### Instructions for the task
Working from the listing below, pick each line containing the word "bool" and copy it.

### The records

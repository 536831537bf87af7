//! Redaction of sensitive fields at every boundary a record crosses.
//!
//! Each boundary is handled on its own:
//!
//! - generic serialization drops sensitive keys entirely
//!   ([`redact_for_serialization`], [`Redactor::serializable`])
//! - debug inspection lists only the remaining fields ([`Redactor::inspect`])
//! - SQL bind logging replaces sensitive values with the marker
//!   ([`Redactor::redact_for_logging`])

use std::collections::BTreeSet;

use serde::Deserialize;
use serde_json::{Map, Value};

use crate::bind::{Bind, RenderBind, RenderedBind};

/// Marker written in place of a sensitive value.
pub const FILTERED: &str = "[FILTERED]";

/// Column filtered out of logs and serialization by default.
pub const DEFAULT_FILTERED_COLUMN: &str = "password_digest";

/// Which names are sensitive, and what replaces them.
///
/// # Examples
///
/// ```
/// use secure_fields::RedactionConfig;
///
/// let config: RedactionConfig = serde_json::from_str(
///     r#"{ "filter_parameters": ["password_digest", "recovery_password_digest"] }"#,
/// ).unwrap();
///
/// assert!(config.is_filtered("recovery_password_digest"));
/// assert_eq!(config.marker, "[FILTERED]");
/// ```
#[derive(Debug, Clone, PartialEq, Eq, Deserialize)]
#[serde(default)]
pub struct RedactionConfig {
    /// Field and column names treated as sensitive
    pub filter_parameters: BTreeSet<String>,
    /// Display value for filtered binds
    pub marker: String,
}

impl Default for RedactionConfig {
    fn default() -> Self {
        Self {
            filter_parameters: BTreeSet::from([DEFAULT_FILTERED_COLUMN.to_string()]),
            marker: FILTERED.to_string(),
        }
    }
}

impl RedactionConfig {
    /// Creates the default config.
    #[must_use]
    pub fn new() -> Self {
        Self::default()
    }

    /// Adds a sensitive name.
    #[must_use]
    pub fn with_filter(mut self, name: impl Into<String>) -> Self {
        self.filter_parameters.insert(name.into());
        self
    }

    /// Sets a custom marker.
    #[must_use]
    pub fn with_marker(mut self, marker: impl Into<String>) -> Self {
        self.marker = marker.into();
        self
    }

    /// Returns `true` if `name` is sensitive.
    pub fn is_filtered(&self, name: &str) -> bool {
        self.filter_parameters.contains(name)
    }
}

/// A record that can be turned into a generic field mapping.
pub trait Inspect {
    /// Label used in inspection output, typically the type name.
    fn type_label(&self) -> &str;

    /// All fields, including sensitive ones. Callers redact.
    fn serializable_fields(&self) -> Map<String, Value>;

    /// A richer per-field representation for inspection, if the record has
    /// one. `None` falls back to the value's JSON form.
    fn attribute_for_inspect(&self, _name: &str, _value: &Value) -> Option<String> {
        None
    }
}

/// Copies `fields` without any key listed in `except`.
///
/// Keys are removed, not blanked.
///
/// # Examples
///
/// ```
/// use secure_fields::redact_for_serialization;
/// use serde_json::json;
///
/// let fields = json!({ "name": "bob", "password_digest": "abc" });
/// let fields = fields.as_object().unwrap();
///
/// let redacted = redact_for_serialization(fields, ["password_digest"]);
/// assert_eq!(serde_json::Value::Object(redacted), json!({ "name": "bob" }));
/// ```
pub fn redact_for_serialization<I, S>(fields: &Map<String, Value>, except: I) -> Map<String, Value>
where
    I: IntoIterator<Item = S>,
    S: AsRef<str>,
{
    let except: BTreeSet<String> = except.into_iter().map(|s| s.as_ref().to_string()).collect();
    fields
        .iter()
        .filter(|(key, _)| !except.contains(key.as_str()))
        .map(|(key, value)| (key.clone(), value.clone()))
        .collect()
}

/// Applies a [`RedactionConfig`] at the serialization, inspection and
/// logging boundaries.
#[derive(Debug, Clone, Default)]
pub struct Redactor {
    config: RedactionConfig,
}

impl Redactor {
    /// Creates a redactor from `config`.
    pub fn new(config: RedactionConfig) -> Self {
        Self { config }
    }

    /// Returns the active config.
    pub fn config(&self) -> &RedactionConfig {
        &self.config
    }

    /// Returns the record's fields without the sensitive ones.
    pub fn serializable<R: Inspect + ?Sized>(&self, record: &R) -> Map<String, Value> {
        redact_for_serialization(&record.serializable_fields(), &self.config.filter_parameters)
    }

    /// Builds a one-line description such as `#<User name: "bob", id: 1>`.
    ///
    /// Sensitive fields are removed before formatting, so they never appear.
    pub fn inspect<R: Inspect + ?Sized>(&self, record: &R) -> String {
        let inspection: Vec<String> = self
            .serializable(record)
            .iter()
            .map(|(name, value)| {
                let shown = record
                    .attribute_for_inspect(name, value)
                    .unwrap_or_else(|| value.to_string());
                format!("{}: {}", name, shown)
            })
            .collect();

        if inspection.is_empty() {
            format!("#<{}>", record.type_label())
        } else {
            format!("#<{} {}>", record.type_label(), inspection.join(", "))
        }
    }

    /// Renders one bind for a SQL log line.
    ///
    /// List wrappers are unwrapped to their first element. Two rules then
    /// apply, each on its own:
    ///
    /// - a binary-typed parameter with a value shows its size,
    ///   `<48 bytes of binary data>`
    /// - a parameter whose name is sensitive shows the marker
    ///
    /// A sensitive binary parameter therefore shows the marker.
    pub fn redact_for_logging(&self, bind: &Bind) -> RenderedBind {
        let Some(param) = bind.primary() else {
            return RenderedBind {
                name: None,
                value: "NULL".to_string(),
            };
        };

        let mut value = param.value.to_string();

        if param.param_type.is_binary() && !param.value.is_null() {
            value = format!("<{} bytes of binary data>", param.value.byte_len());
        }

        if self.config.is_filtered(&param.name) {
            value = self.config.marker.clone();
        }

        RenderedBind {
            name: Some(param.name.clone()),
            value,
        }
    }
}

impl RenderBind for Redactor {
    fn render_bind(&self, bind: &Bind) -> RenderedBind {
        self.redact_for_logging(bind)
    }
}
use std::fmt;

/// Errors that can occur while hashing or verifying credentials.
///
/// A wrong password is never an `Error`; it is an ordinary `false`/`None`
/// result. Validation problems (blank password, mismatched confirmation) are
/// reported as [`ValidationErrors`](crate::ValidationErrors) values instead.
#[derive(Debug, Clone, PartialEq, Eq)]
pub enum Error {
    /// The hashing backend cannot run in this environment or was given
    /// unusable parameters. Hosts should treat this as a startup failure.
    Configuration(String),
    /// Computing a digest failed.
    Hashing(String),
    /// A stored digest could not be parsed or verified.
    ///
    /// This indicates storage corruption for the owning record, not a wrong
    /// guess by the user.
    CorruptDigest {
        /// The credential attribute whose digest is corrupt
        attribute: String,
        /// Why the digest was rejected
        reason: String,
    },
    /// A record was asked about a credential attribute it does not have.
    UnknownAttribute(String),
}

impl Error {
    pub(crate) fn corrupt_digest(attribute: &str, reason: impl fmt::Display) -> Self {
        Error::CorruptDigest {
            attribute: attribute.to_string(),
            reason: reason.to_string(),
        }
    }

    /// Returns `true` if the error reflects damaged stored data.
    pub fn is_corrupt_digest(&self) -> bool {
        matches!(self, Error::CorruptDigest { .. })
    }
}

impl fmt::Display for Error {
    fn fmt(&self, f: &mut fmt::Formatter<'_>) -> fmt::Result {
        match self {
            Error::Configuration(msg) => write!(f, "Hashing configuration error: {}", msg),
            Error::Hashing(msg) => write!(f, "Password hashing failed: {}", msg),
            Error::CorruptDigest { attribute, reason } => {
                write!(f, "Corrupt digest for '{}': {}", attribute, reason)
            }
            Error::UnknownAttribute(attribute) => {
                write!(f, "Unknown credential attribute '{}'", attribute)
            }
        }
    }
}

impl std::error::Error for Error {}

#[cfg(test)]
mod tests {
    use super::*;

    #[test]
    fn corrupt_digest_display_names_attribute() {
        let err = Error::corrupt_digest("password", "invalid PHC string");
        assert!(err.is_corrupt_digest());
        assert_eq!(
            err.to_string(),
            "Corrupt digest for 'password': invalid PHC string"
        );
    }

    #[test]
    fn other_kinds_are_not_corruption() {
        assert!(!Error::Hashing("boom".into()).is_corrupt_digest());
        assert!(!Error::UnknownAttribute("pin".into()).is_corrupt_digest());
    }

    #[test]
    fn configuration_display() {
        let err = Error::Configuration("no entropy".into());
        assert_eq!(err.to_string(), "Hashing configuration error: no entropy");
    }
}
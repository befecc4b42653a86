//! Lifecycle of the long-running external processes.
//!
//! The supervisor owns `wpa_supplicant` and `iw event` plus the temporary
//! credentials file. Everything it started is sent SIGTERM and reaped on
//! shutdown, whether the daemon is exiting cleanly or not.

use std::process::Stdio;
use std::time::Duration;

use anyhow::{Context, Result, bail};
use nix::sys::signal::{Signal, kill};
use nix::unistd::Pid;
use tempfile::NamedTempFile;
use tokio::io::{AsyncWriteExt, BufReader};
use tokio::process::{Child, ChildStdout, Command};
use tracing::{debug, info, warn};

/// How long a child gets to exit after SIGTERM before it is killed.
const TERMINATE_GRACE: Duration = Duration::from_secs(5);

struct ManagedChild {
    name: String,
    child: Child,
}

#[derive(Default)]
pub struct ProcessSupervisor {
    children: Vec<ManagedChild>,
    credentials: Option<NamedTempFile>,
}

impl ProcessSupervisor {
    pub fn new() -> Self {
        Self::default()
    }

    /// Number of processes currently owned.
    pub fn running(&self) -> usize {
        self.children.len()
    }

    /// Generate a supplicant config with `wpa_passphrase <ssid>`, feeding the
    /// password on stdin so it never shows up in the process list.
    pub async fn write_credentials(
        &mut self,
        passphrase_cmd: &str,
        ssid: &str,
        password: &str,
    ) -> Result<()> {
        let file = NamedTempFile::new().context("Failed to create credentials file")?;
        let stdout = file
            .reopen()
            .context("Failed to open credentials file for writing")?;

        let mut child = Command::new(passphrase_cmd)
            .arg(ssid)
            .stdin(Stdio::piped())
            .stdout(Stdio::from(stdout))
            .kill_on_drop(true)
            .spawn()
            .with_context(|| format!("Failed to run {passphrase_cmd}"))?;

        if let Some(mut stdin) = child.stdin.take() {
            stdin
                .write_all(password.as_bytes())
                .await
                .context("Failed to pass wifi password")?;
            // Dropping stdin sends EOF
        }

        let status = child
            .wait()
            .await
            .with_context(|| format!("Failed to wait for {passphrase_cmd}"))?;
        if !status.success() {
            bail!("{passphrase_cmd} failed with {status}");
        }

        debug!(path = %file.path().display(), "Wrote supplicant credentials");
        self.credentials = Some(file);
        Ok(())
    }

    /// Start `wpa_supplicant` against the generated credentials.
    pub fn start_supplicant(&mut self, command: &str, interface: &str) -> Result<()> {
        let Some(credentials) = &self.credentials else {
            bail!("Credentials must be written before starting the supplicant");
        };

        let child = Command::new(command)
            .arg("-i")
            .arg(interface)
            .arg("-c")
            .arg(credentials.path())
            .stdin(Stdio::null())
            .kill_on_drop(true)
            .spawn()
            .with_context(|| format!("Failed to start {command}"))?;

        self.adopt(command, child);
        Ok(())
    }

    /// Start `iw event` and hand back its output for the link monitor.
    pub fn start_event_monitor(&mut self, command: &str) -> Result<BufReader<ChildStdout>> {
        let mut child = Command::new(command)
            .arg("event")
            .stdin(Stdio::null())
            .stdout(Stdio::piped())
            .kill_on_drop(true)
            .spawn()
            .with_context(|| format!("Failed to start {command} event"))?;

        let stdout = child
            .stdout
            .take()
            .with_context(|| format!("{command} event has no stdout"))?;

        self.adopt(command, child);
        Ok(BufReader::new(stdout))
    }

    fn adopt(&mut self, name: &str, child: Child) {
        info!(process = name, pid = child.id(), "Started process");
        self.children.push(ManagedChild {
            name: name.to_string(),
            child,
        });
    }

    /// SIGTERM every owned process, newest first, and wait for each to exit.
    pub async fn shutdown(&mut self) {
        while let Some(mut managed) = self.children.pop() {
            terminate(&mut managed).await;
        }
        // Dropping the temp file removes the credentials from disk
        self.credentials = None;
    }
}

async fn terminate(managed: &mut ManagedChild) {
    let name = managed.name.as_str();

    let Some(pid) = managed.child.id() else {
        debug!(process = name, "Process already exited");
        return;
    };

    if let Err(e) = kill(Pid::from_raw(pid as i32), Signal::SIGTERM) {
        warn!(process = name, pid, error = %e, "Failed to send SIGTERM");
    }

    match tokio::time::timeout(TERMINATE_GRACE, managed.child.wait()).await {
        Ok(Ok(status)) => info!(process = name, pid, status = %status, "Process stopped"),
        Ok(Err(e)) => warn!(process = name, pid, error = %e, "Failed to reap process"),
        Err(_) => {
            warn!(process = name, pid, "Process ignored SIGTERM, killing");
            if let Err(e) = managed.child.kill().await {
                warn!(process = name, pid, error = %e, "Failed to kill process");
            }
        }
    }
}
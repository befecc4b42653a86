//! 4-digit 7-segment progress display.

pub mod bus;
pub mod recording;
pub mod sysfs;
pub mod tm1637;

pub use bus::{Bus, Direction, DisplayError, Level};
pub use recording::{Frame, RecordingBus};
pub use sysfs::SysfsBus;
pub use tm1637::{BLANK, DisplayState, Tm1637};
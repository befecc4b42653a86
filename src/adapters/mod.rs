use std::sync::Arc;

use crate::config::AppConfig;
use crate::core::share::{LeaseProvider, ShareConnector};

pub mod dhcp;
pub mod oishare;
pub mod simulated;

pub fn lease_provider(config: &AppConfig) -> Arc<dyn LeaseProvider> {
    if config.simulation {
        return Arc::new(simulated::SimulatedLease::default());
    }

    Arc::new(dhcp::DhcpClient::new(
        config.dhcp.command.clone(),
        config.interface.clone(),
        config.dhcp.script.clone(),
    ))
}

pub fn share_connector(config: &AppConfig) -> Arc<dyn ShareConnector> {
    let share = &config.share;
    Arc::new(oishare::OiShareConnector::new(
        &share.address,
        share.port,
        share.connect_timeout(),
        share.chunk_size,
    ))
}
use std::io;
use std::path::PathBuf;

use thiserror::Error;

/// Which side of the transfer a cycle failure came from. Either way the
/// window is abandoned and the loop waits for the next link-up.
#[derive(Debug, Clone, Copy, PartialEq, Eq)]
pub enum ErrorKind {
    /// Flaky link or camera hiccup
    Remote,
    /// Destination storage: full, read-only, unmounted
    Local,
}

/// Errors raised while provisioning or syncing one connection window.
#[derive(Debug, Error)]
pub enum SyncError {
    #[error("could not reach file share: {0}")]
    Connection(String),

    #[error("file share request failed: {0}")]
    Http(#[from] reqwest::Error),

    #[error("unexpected file share response: {0}")]
    Protocol(String),

    #[error("download of {name} failed: {reason}")]
    Download { name: String, reason: String },

    #[error("destination {} is unusable: {source}", path.display())]
    Destination {
        path: PathBuf,
        #[source]
        source: io::Error,
    },

    #[error("failed to write {}: {source}", path.display())]
    Write {
        path: PathBuf,
        #[source]
        source: io::Error,
    },
}

impl SyncError {
    pub fn kind(&self) -> ErrorKind {
        match self {
            Self::Connection(_) | Self::Http(_) | Self::Protocol(_) | Self::Download { .. } => {
                ErrorKind::Remote
            }
            Self::Destination { .. } | Self::Write { .. } => ErrorKind::Local,
        }
    }

    pub fn is_local(&self) -> bool {
        self.kind() == ErrorKind::Local
    }
}
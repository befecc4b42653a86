use std::sync::Arc;

use tokio_util::sync::CancellationToken;

use crate::config::AppConfig;
use crate::core::LinkSignal;

/// State shared by the daemon's tasks.
#[derive(Clone)]
pub struct AppContext {
    pub config: Arc<AppConfig>,
    pub link: LinkSignal,
    pub cancel: CancellationToken,
}

impl AppContext {
    pub fn new(config: AppConfig) -> Self {
        Self {
            config: Arc::new(config),
            link: LinkSignal::new(),
            cancel: CancellationToken::new(),
        }
    }
}
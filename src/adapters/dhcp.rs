use std::path::PathBuf;
use std::process::Stdio;

use async_trait::async_trait;
use tokio::process::Command;
use tracing::debug;

use crate::core::share::{LeaseOutcome, LeaseProvider};

/// One-shot DHCP client run (`udhcpc -i <iface> --quit -f -s <script>`).
///
/// The child is killed if the acquiring future is dropped, so cancelling the
/// sync loop never leaves it behind.
pub struct DhcpClient {
    command: String,
    interface: String,
    script: PathBuf,
}

impl DhcpClient {
    pub fn new(command: impl Into<String>, interface: impl Into<String>, script: PathBuf) -> Self {
        Self {
            command: command.into(),
            interface: interface.into(),
            script,
        }
    }

    fn build(&self) -> Command {
        let mut cmd = Command::new(&self.command);
        cmd.arg("-i")
            .arg(&self.interface)
            .arg("--quit")
            .arg("-f")
            .arg("-s")
            .arg(&self.script)
            .stdin(Stdio::null())
            .kill_on_drop(true);
        cmd
    }
}

#[async_trait]
impl LeaseProvider for DhcpClient {
    async fn acquire(&self) -> LeaseOutcome {
        debug!(command = %self.command, interface = %self.interface, "Running DHCP client");

        match self.build().status().await {
            Ok(status) if status.success() => LeaseOutcome::Acquired,
            Ok(status) => LeaseOutcome::Failed(format!("{} exited with {status}", self.command)),
            Err(e) => LeaseOutcome::Failed(format!("failed to run {}: {e}", self.command)),
        }
    }
}
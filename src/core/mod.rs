pub mod cursor;
pub mod error;
pub mod link;
pub mod models;
pub mod orchestrator;
pub mod progress;
pub mod share;
pub mod transfer;

pub use cursor::{CaptureKey, CursorMode, SyncCursor};
pub use error::{ErrorKind, SyncError};
pub use link::{LinkEvent, LinkEventMonitor, LinkSignal, MonitorExit};
pub use models::{RemoteEntry, SyncPhase};
pub use orchestrator::{CycleOutcome, CycleStats, SyncOrchestrator, SyncSettings};
pub use progress::{BasicReporter, DisplayReporter, ProgressReporter};
pub use share::{ChunkStream, FileShare, LeaseOutcome, LeaseProvider, ShareConnector};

### Result
    pub fn is_filtered(&self, name: &str) -> bool {
    pub fn is_corrupt_digest(&self) -> bool {
    pub fn is_local(&self) -> bool {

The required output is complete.